Al tempo di Vespasiano vi fu una massiccia igienizzazione di Roma; egli infatti
fece installare numerose latrine pubbliche, dietro il pagamento di una tassa.Inoltre, per favorire l' incremento delle entrate, Vespasiano ordinò che
gli orinatoi venissero disposti ovunque, soprattutto davanti ai Templi, a
luoghi di ristoro, ai ritrovi alla moda e ai luoghi “romantici”.Con un Vespasiano così
“igienico” non solo ne usufruì in salute e decoro la città, ma di concerto
anche le casse dello Stato.Le strade di Roma
continuarono tuttavia, nonostante editti, tasse, multe e quant'altro, nel
corso dell’ Impero ad essere ingombre di rifiuti di tutti i generi.Insomma per concludere
il problema dei rifiuti nel mondo antico e nell'antica Roma, pur nella
differenza dei mezzi materiali moderni attuali, non era poi tanto dissimile
dai problemi che purtroppo viviamo quotidianamente.
LE CLOACHE
La costruzione delle cloache fu il primo
problema che gli antichi romani dovettero risolvere per eliminare profondi ed
insalubri acquitrini che circondavano Roma, facendoli defluire verso il Tevere.
Le prime cloache, secondo la narrazione leggendaria, apparterrebbero a quell'insieme di opere, che oggi diremmo infrastrutturali, che vennero intraprese dal re etrusco Tarquinio Prisco.

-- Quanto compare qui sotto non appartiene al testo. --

//! Instruction templates sent to the providers.

use crate::models::PromptStyle;

pub const KEYWORDS: &str = include_str!("../data/prompts/keywords.txt");
pub const PROMPT_SYSTEM: &str = include_str!("../data/prompts/prompt_system.txt");
pub const PHOTOGRAPHY: &str = include_str!("../data/prompts/photography.txt");
pub const VECTOR: &str = include_str!("../data/prompts/vector.txt");
pub const BATCH: &str = include_str!("../data/prompts/batch.txt");

/// Replace `{{key}}` placeholders in a template string.
///
/// The template is scanned once, so substituted values are never expanded
/// again. Unknown placeholders are left as written.
pub fn render(template: &str, vars: &[(&str, &str)]) -> String {
    let mut result = String::with_capacity(template.len());
    let mut rest = template;

    while let Some(start) = rest.find("{{") {
        result.push_str(&rest[..start]);
        let after = &rest[start + 2..];
        let Some(end) = after.find("}}") else {
            rest = &rest[start..];
            break;
        };

        let key = &after[..end];
        match vars.iter().find(|(name, _)| *name == key) {
            Some((_, value)) => result.push_str(value),
            None => result.push_str(&rest[start..start + 2 + end + 2]),
        }
        rest = &after[end + 2..];
    }

    result.push_str(rest);
    result
}

/// Instruction asking for `count` keywords about `topic`, one per line.
pub fn keyword_instruction(topic: &str, count: u32) -> String {
    render(
        KEYWORDS,
        &[("topic", topic.trim()), ("count", &count.to_string())],
    )
}

/// Instruction asking for a single one-sentence prompt built around `keyword`.
pub fn prompt_instruction(keyword: &str, style: PromptStyle) -> String {
    let template = match style {
        PromptStyle::Photography => PHOTOGRAPHY,
        PromptStyle::Vector => VECTOR,
    };
    render(template, &[("keyword", keyword)])
}

/// Instruction asking for one prompt per keyword, in keyword order.
pub fn batch_prompt_instruction(keywords: &[String], style: PromptStyle) -> String {
    let (style_name, details) = match style {
        PromptStyle::Photography => (
            "photography",
            "Include specific technical or artistic photography details (lighting, composition, camera settings, etc.)",
        ),
        PromptStyle::Vector => (
            "vector art",
            "Include style, composition, or clean scalable design details suitable for vector illustration",
        ),
    };

    let numbered = keywords
        .iter()
        .enumerate()
        .map(|(i, k)| format!("{}. {}", i + 1, k))
        .collect::<Vec<_>>()
        .join(", ");

    render(
        BATCH,
        &[
            ("count", &keywords.len().to_string()),
            ("style", style_name),
            ("keywords", &keywords.join(", ")),
            ("numbered", &numbered),
            ("details", details),
        ],
    )
}

#[cfg(test)]
mod tests {
    use super::*;

    #[test]
    fn test_render_single_var() {
        assert_eq!(
            render("Hello {{name}}!", &[("name", "world")]),
            "Hello world!"
        );
    }

    #[test]
    fn test_render_repeated_var() {
        assert_eq!(
            render("{{a}} and {{a}}", &[("a", "cats")]),
            "cats and cats"
        );
    }

    #[test]
    fn test_render_leaves_unknown_and_unclosed_placeholders() {
        assert_eq!(
            render("{{a}} {{b}} {{a", &[("a", "x")]),
            "x {{b}} {{a"
        );
    }

    #[test]
    fn test_render_does_not_expand_substituted_values() {
        assert_eq!(
            render("{{a}}-{{b}}", &[("a", "{{b}}"), ("b", "two")]),
            "{{b}}-two"
        );
    }

    #[test]
    fn test_keyword_instruction_keeps_placeholder_text_in_topic() {
        let text = keyword_instruction("{{count}} things", 7);
        assert!(text.contains("exactly 7 unique"));
        assert!(text.contains("\"{{count}} things\""));
        assert!(!text.contains("\"7 things\""));
    }

    #[test]
    fn test_batch_instruction_keeps_placeholder_text_in_keywords() {
        let keywords = vec!["{{details}}".to_string(), "{{numbered}}".to_string()];
        let text = batch_prompt_instruction(&keywords, PromptStyle::Photography);
        assert!(text.contains("{{details}}, {{numbered}}"));
        assert!(text.contains("1. {{details}}, 2. {{numbered}}"));
    }

    #[test]
    fn test_templates_have_placeholders() {
        assert!(KEYWORDS.contains("{{topic}}"));
        assert!(KEYWORDS.contains("{{count}}"));
        assert!(PHOTOGRAPHY.contains("{{keyword}}"));
        assert!(VECTOR.contains("{{keyword}}"));
        assert!(BATCH.contains("{{keywords}}"));
        assert!(!PROMPT_SYSTEM.is_empty());
    }

    #[test]
    fn test_keyword_instruction_fills_topic_and_count() {
        let text = keyword_instruction("  nature ", 12);
        assert!(text.contains("exactly 12 unique"));
        assert!(text.contains("\"nature\""));
        assert!(text.contains("1-3 words"));
        assert!(!text.contains("{{"));
    }

    #[test]
    fn test_prompt_instruction_branches_on_style() {
        let photo = prompt_instruction("owl", PromptStyle::Photography);
        assert!(photo.contains("\"owl\""));
        assert!(photo.contains("lighting"));
        assert!(photo.contains("camera settings"));

        let vector = prompt_instruction("owl", PromptStyle::Vector);
        assert!(vector.contains("\"owl\""));
        assert!(vector.contains("scalable"));
        assert!(!vector.contains("camera"));
    }

    #[test]
    fn test_batch_instruction_lists_keywords_in_order() {
        let keywords = vec!["owl".to_string(), "fox".to_string()];
        let text = batch_prompt_instruction(&keywords, PromptStyle::Vector);
        assert!(text.contains("exactly 2 unique, detailed vector art prompts"));
        assert!(text.contains("owl, fox"));
        assert!(text.contains("1. owl, 2. fox"));
        assert!(!text.contains("{{"));
    }
}
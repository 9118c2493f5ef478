use super::client::OpenRouterHttpClient;
use super::types::{ChatCompletionRequest, ChatMessage};
use crate::ai::{CompletionRequest, CompletionService, Task, TEMPERATURE, TOP_P};
use crate::models::Provider;
use crate::{Error, Result};
use async_trait::async_trait;
use std::time::Duration;

pub struct OpenRouterChatClient {
    http: OpenRouterHttpClient,
    model: String,
}

impl OpenRouterChatClient {
    pub fn new(api_key: String, model: String) -> Self {
        Self {
            http: OpenRouterHttpClient::new(api_key, Duration::from_secs(30)),
            model,
        }
    }

    pub fn from_http(http: OpenRouterHttpClient, model: String) -> Self {
        Self { http, model }
    }

    pub fn with_base_url(mut self, base_url: String) -> Self {
        self.http = self.http.with_base_url(base_url);
        self
    }

    fn max_tokens(task: Task) -> u32 {
        match task {
            Task::Keywords => 1000,
            Task::Prompt => 150,
            Task::BatchPrompts => 2000,
        }
    }

    fn build_request(&self, request: &CompletionRequest) -> ChatCompletionRequest {
        let mut messages = Vec::with_capacity(2);
        if let Some(system) = &request.system {
            messages.push(ChatMessage::new("system", system.as_str()));
        }
        messages.push(ChatMessage::new("user", request.instruction.as_str()));

        ChatCompletionRequest {
            model: self.model.clone(),
            messages,
            temperature: TEMPERATURE,
            top_p: TOP_P,
            max_tokens: Self::max_tokens(request.task),
        }
    }
}

#[async_trait]
impl CompletionService for OpenRouterChatClient {
    async fn complete(&self, request: &CompletionRequest) -> Result<String> {
        let payload = self.build_request(request);
        let response = self.http.chat_completion(&payload).await?;

        response
            .choices
            .into_iter()
            .next()
            .and_then(|choice| choice.message.content)
            .ok_or(Error::NoContent(Provider::OpenRouter))
    }
}
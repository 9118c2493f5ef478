pub mod chat;
pub mod client;
pub mod types;

pub use chat::GeminiChatClient;
pub use client::GeminiHttpClient;
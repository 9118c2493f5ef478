use super::{CompletionRequest, CompletionService};
use crate::models::Provider;
use crate::{Error, Result};
use async_trait::async_trait;
use std::sync::{Arc, Mutex};

/// Scripted [`CompletionService`] for tests and offline harnesses.
///
/// Responses are handed out in order and cycle once exhausted. Every request
/// is recorded so callers can assert on the instructions that were sent.
pub struct MockCompletionClient {
    responses: Arc<Mutex<Vec<String>>>,
    error: Arc<Mutex<Option<String>>>,
    requests: Arc<Mutex<Vec<CompletionRequest>>>,
}

impl MockCompletionClient {
    pub fn new() -> Self {
        Self {
            responses: Arc::new(Mutex::new(Vec::new())),
            error: Arc::new(Mutex::new(None)),
            requests: Arc::new(Mutex::new(Vec::new())),
        }
    }

    pub fn with_response(self, response: impl Into<String>) -> Self {
        self.responses.lock().unwrap().push(response.into());
        self
    }

    /// Makes every call fail with an upstream 500 error.
    pub fn with_error(self, message: impl Into<String>) -> Self {
        *self.error.lock().unwrap() = Some(message.into());
        self
    }

    pub fn get_call_count(&self) -> usize {
        self.requests.lock().unwrap().len()
    }

    pub fn requests(&self) -> Vec<CompletionRequest> {
        self.requests.lock().unwrap().clone()
    }
}

impl Default for MockCompletionClient {
    fn default() -> Self {
        Self::new()
    }
}

#[async_trait]
impl CompletionService for MockCompletionClient {
    async fn complete(&self, request: &CompletionRequest) -> Result<String> {
        let mut requests = self.requests.lock().unwrap();
        requests.push(request.clone());

        if let Some(message) = self.error.lock().unwrap().clone() {
            return Err(Error::Provider {
                provider: Provider::Gemini,
                status: 500,
                message,
            });
        }

        let responses = self.responses.lock().unwrap();
        if responses.is_empty() {
            // Echo the instruction so callers see which call produced what
            Ok(format!("Echo: {}.", request.instruction))
        } else {
            let index = (requests.len() - 1) % responses.len();
            Ok(responses[index].clone())
        }
    }
}
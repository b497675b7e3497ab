//! Rule vocabulary shared by task rules and placement maps
//!
//! A condition names one ground-truth field and a value; it matches a
//! container iff that field equals the value exactly (case-sensitive).

use crate::models::ContainerFields;
use serde::{Deserialize, Serialize};
use std::fmt;

// ============================================================================
// FIELD KINDS
// ============================================================================

/// Which ground-truth field a condition or placement key reads
#[derive(Debug, Clone, Copy, PartialEq, Eq, Hash, PartialOrd, Ord, Serialize, Deserialize)]
pub enum FieldKind {
    /// Container identifier (e.g. "TRBU-1001")
    ContainerId,

    /// Origin port (e.g. "Piraeus")
    OriginPort,

    /// Cargo type (e.g. "Electronics")
    CargoType,
}

impl FieldKind {
    /// Read this field from a container's ground truth
    pub fn value_of(self, fields: &ContainerFields) -> &str {
        match self {
            FieldKind::ContainerId => &fields.container_id,
            FieldKind::OriginPort => &fields.origin_port,
            FieldKind::CargoType => &fields.cargo_label,
        }
    }

    pub fn as_str(self) -> &'static str {
        match self {
            FieldKind::ContainerId => "ContainerId",
            FieldKind::OriginPort => "OriginPort",
            FieldKind::CargoType => "CargoType",
        }
    }
}

impl fmt::Display for FieldKind {
    fn fmt(&self, f: &mut fmt::Formatter<'_>) -> fmt::Result {
        f.write_str(self.as_str())
    }
}

/// How a rule group combines its members
#[derive(Debug, Clone, Copy, PartialEq, Eq, Serialize, Deserialize)]
pub enum LogicalOperator {
    /// Every member must match (and there must be at least one)
    And,

    /// At least one member must match
    Or,
}

// ============================================================================
// CONDITIONS
// ============================================================================

/// Leaf condition: `<field> == <value>`
///
/// # Example
/// ```
/// use portday_core::{ContainerFields, FieldKind, RuleCondition};
///
/// let cond = RuleCondition::new(FieldKind::CargoType, "Electronics");
/// let fields = ContainerFields::new("TRBU-1001", "Piraeus", "Electronics");
/// assert!(cond.matches(&fields));
/// assert_eq!(cond.to_string(), "CargoType=Electronics");
/// ```
#[derive(Debug, Clone, PartialEq, Eq, Hash, Serialize, Deserialize)]
pub struct RuleCondition {
    /// Field to compare
    pub field_kind: FieldKind,

    /// Exact value to compare against
    pub value: String,
}

impl RuleCondition {
    pub fn new(field_kind: FieldKind, value: impl Into<String>) -> Self {
        Self {
            field_kind,
            value: value.into(),
        }
    }

    /// Exact, case-sensitive equality on the named field
    pub fn matches(&self, fields: &ContainerFields) -> bool {
        self.field_kind.value_of(fields) == self.value
    }
}

impl fmt::Display for RuleCondition {
    fn fmt(&self, f: &mut fmt::Formatter<'_>) -> fmt::Result {
        write!(f, "{}={}", self.field_kind, self.value)
    }
}
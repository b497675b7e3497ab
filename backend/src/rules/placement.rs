//! Placement map
//!
//! Maps one ground-truth field (cargo type, container ID or origin port) to
//! a storage zone:
//! - Cargo-based: "Electronics" → Zone 1
//! - ID-based: "TRBU-1001" → Zone 3
//! - Origin-based: "Piraeus" → Zone 2
//!
//! # Critical Invariants
//!
//! - Each distinct key is assigned a zone at most once (first assignment wins)
//! - Insertion order is preserved for display; lookups are by key
//! - Zone display names are recorded the first time a zone ID appears

use crate::models::ContainerFields;
use crate::rules::types::FieldKind;
use serde::{Deserialize, Serialize};
use std::collections::BTreeMap;

/// Key → zone mapping built by the placement stage
///
/// # Example
/// ```
/// use portday_core::{ContainerFields, FieldKind, PlacementMap};
///
/// let mut map = PlacementMap::new(FieldKind::CargoType);
/// assert!(map.add_mapping("Food", 2, "Zone B"));
/// assert!(!map.add_mapping("Food", 3, "Zone C")); // first assignment wins
///
/// let fields = ContainerFields::new("TRBU-1001", "Varna", "Food");
/// assert_eq!(map.expected_zone_for(&fields), Some(2));
/// assert_eq!(map.zone_display_name(2), "Zone B");
/// ```
#[derive(Debug, Clone, PartialEq, Eq, Serialize, Deserialize)]
pub struct PlacementMap {
    /// Which field the keys are read from
    key_kind: FieldKind,

    /// Key → zone ID
    mapping: BTreeMap<String, u32>,

    /// Keys in the order they were first assigned
    order: Vec<String>,

    /// Zone ID → display name
    zone_names: BTreeMap<u32, String>,
}

impl PlacementMap {
    pub fn new(key_kind: FieldKind) -> Self {
        Self {
            key_kind,
            mapping: BTreeMap::new(),
            order: Vec::new(),
            zone_names: BTreeMap::new(),
        }
    }

    pub fn key_kind(&self) -> FieldKind {
        self.key_kind
    }

    /// Number of distinct keys mapped
    pub fn len(&self) -> usize {
        self.order.len()
    }

    pub fn is_empty(&self) -> bool {
        self.order.is_empty()
    }

    /// Record `key → zone_id` unless `key` is empty or already mapped
    ///
    /// Returns true when a new mapping was recorded.
    pub fn add_mapping(&mut self, key: &str, zone_id: u32, zone_display_name: &str) -> bool {
        if key.is_empty() || self.mapping.contains_key(key) {
            return false;
        }

        self.mapping.insert(key.to_string(), zone_id);
        self.order.push(key.to_string());
        self.zone_names
            .entry(zone_id)
            .or_insert_with(|| zone_display_name.to_string());
        true
    }

    /// Zone mapped to a raw key value
    pub fn zone_for_key(&self, key: &str) -> Option<u32> {
        self.mapping.get(key).copied()
    }

    /// Zone a container is expected in, read through this map's key kind
    pub fn expected_zone_for(&self, fields: &ContainerFields) -> Option<u32> {
        let key = self.key_kind.value_of(fields);
        if key.is_empty() {
            return None;
        }
        self.zone_for_key(key)
    }

    /// Display name for a zone, falling back to `Zone <id>`
    pub fn zone_display_name(&self, zone_id: u32) -> String {
        self.zone_names
            .get(&zone_id)
            .cloned()
            .unwrap_or_else(|| format!("Zone {}", zone_id))
    }

    /// Mappings in insertion order
    pub fn entries(&self) -> impl Iterator<Item = (&str, u32)> + '_ {
        self.order.iter().filter_map(move |key| {
            self.mapping
                .get(key)
                .map(|zone_id| (key.as_str(), *zone_id))
        })
    }

    /// One-line summary for logs, e.g. `CargoType→ZoneId (5 mappings)`
    pub fn short_description(&self) -> String {
        format!("{}→ZoneId ({} mappings)", self.key_kind, self.len())
    }

    /// Multi-line placement instructions for display
    pub fn ui_instruction(&self) -> String {
        if self.is_empty() {
            return "Placement instructions: (not defined)".to_string();
        }

        let mut out = format!("Placement instructions ({}):\n", self.key_kind);
        for (key, zone_id) in self.entries() {
            out.push_str(&format!("- {} → {}\n", key, self.zone_display_name(zone_id)));
        }
        out
    }
}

In questo ambito, la cloaca Maxima daterebbe quindi dall'inizio del VI secolo a.C. e forse inizialmente si trattava di una canalizzazione almeno in parte ad alveo scoperto, creata per risanare le
aree del Foro Romano della Suburra e del Circo Massimo, alla quale si
collegarono poi i collettori provenienti dal Velabro. Essa divenne così il più grande collettore
di acque bianche e nere della città, ancora oggi mirabilmente funzionante e
percorribile, nonostante modifiche e ristrutturazioni in ogni epoca.
Presso il ponte Palatino si può notare,
sulla sponda sinistra del Tevere, lo sbocco della Cloaca realizzato tra il 120 e l'80 a.C. (anche se la prima realizzazione è più
antica), formato da un arco a tre ghiere in conci radiali di pietra entro un muro di blocchi di tufo. Il canale, coperto
a volta, è posto fino a 10 metri di profondità, è largo più di 3 metri ed alto circa 4.
Il percorso è evidenziato nella foto seguente: partendo dal sottosuolo della Chiesa dei SS. Quirico e Giulietta, dietro al Foro di Augusto, attraversa il Foro romano, che essa stessa valse a prosciugare nell'antichità, e, passando sotto l'arco di Giano, volge verso il fiume.
Il percorso della Cloaca Maxima |
Oggi, lo sbocco della Cloaca Maxima è visibile, in parte, dal ponte Palatino che, con i suoi 154 metri, è il ponte più lungo di Roma.
Purtroppo, ancora una volta, dobbiamo registrare lo stato di abbandono e degrado in cui quest'immensa opera di ingegneria è lasciato: vegetazione incolta, rifiuti di ogni genere, resti di bivacchi, circondano la zona, tanto che risulta veramente difficile, ormai, scorgerne anche solo il profilo.
E' un'altro, ennesimo esempio, di come trattiamo il nostro patrimonio.